DATA TO USE Start Marker

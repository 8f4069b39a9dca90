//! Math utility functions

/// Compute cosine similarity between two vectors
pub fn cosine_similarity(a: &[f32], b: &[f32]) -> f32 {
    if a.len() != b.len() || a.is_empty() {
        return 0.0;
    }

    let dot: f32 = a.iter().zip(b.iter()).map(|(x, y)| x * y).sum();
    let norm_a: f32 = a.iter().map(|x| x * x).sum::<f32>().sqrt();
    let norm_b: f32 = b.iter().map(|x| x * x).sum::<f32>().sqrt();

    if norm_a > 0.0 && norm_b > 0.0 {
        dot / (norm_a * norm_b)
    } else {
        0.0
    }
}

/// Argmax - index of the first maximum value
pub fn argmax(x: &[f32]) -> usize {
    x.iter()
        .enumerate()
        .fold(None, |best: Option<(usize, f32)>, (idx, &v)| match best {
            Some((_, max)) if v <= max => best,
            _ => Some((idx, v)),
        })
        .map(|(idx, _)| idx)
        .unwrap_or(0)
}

DATA TO USE End Marker
DATA TO USE Start Marker

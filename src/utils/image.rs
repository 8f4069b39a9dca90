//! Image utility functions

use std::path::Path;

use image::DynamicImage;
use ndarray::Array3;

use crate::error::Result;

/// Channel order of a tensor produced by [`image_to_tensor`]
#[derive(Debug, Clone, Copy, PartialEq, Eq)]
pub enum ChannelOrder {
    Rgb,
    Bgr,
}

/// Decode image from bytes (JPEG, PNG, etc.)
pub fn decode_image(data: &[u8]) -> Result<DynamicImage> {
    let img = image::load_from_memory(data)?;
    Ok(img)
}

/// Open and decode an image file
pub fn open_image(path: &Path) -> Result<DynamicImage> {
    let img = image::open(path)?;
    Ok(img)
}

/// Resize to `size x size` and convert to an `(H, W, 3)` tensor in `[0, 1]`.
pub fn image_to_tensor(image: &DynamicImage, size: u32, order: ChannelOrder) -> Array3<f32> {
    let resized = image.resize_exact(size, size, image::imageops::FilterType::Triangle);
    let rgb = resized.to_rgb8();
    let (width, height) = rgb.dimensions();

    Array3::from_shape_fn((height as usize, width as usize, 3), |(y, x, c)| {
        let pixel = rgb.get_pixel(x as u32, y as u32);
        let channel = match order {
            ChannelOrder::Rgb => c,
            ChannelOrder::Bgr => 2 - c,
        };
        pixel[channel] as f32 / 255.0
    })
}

DATA TO USE End Marker

## PROBLEM REQUIREMENTS
Make a copy of each line in the records that has the word "resized".

## SOLUTION FOR THIS PROBLEM
    let resized = image.resize_exact(size, size, image::imageops::FilterType::Triangle);
    let rgb = resized.to_rgb8();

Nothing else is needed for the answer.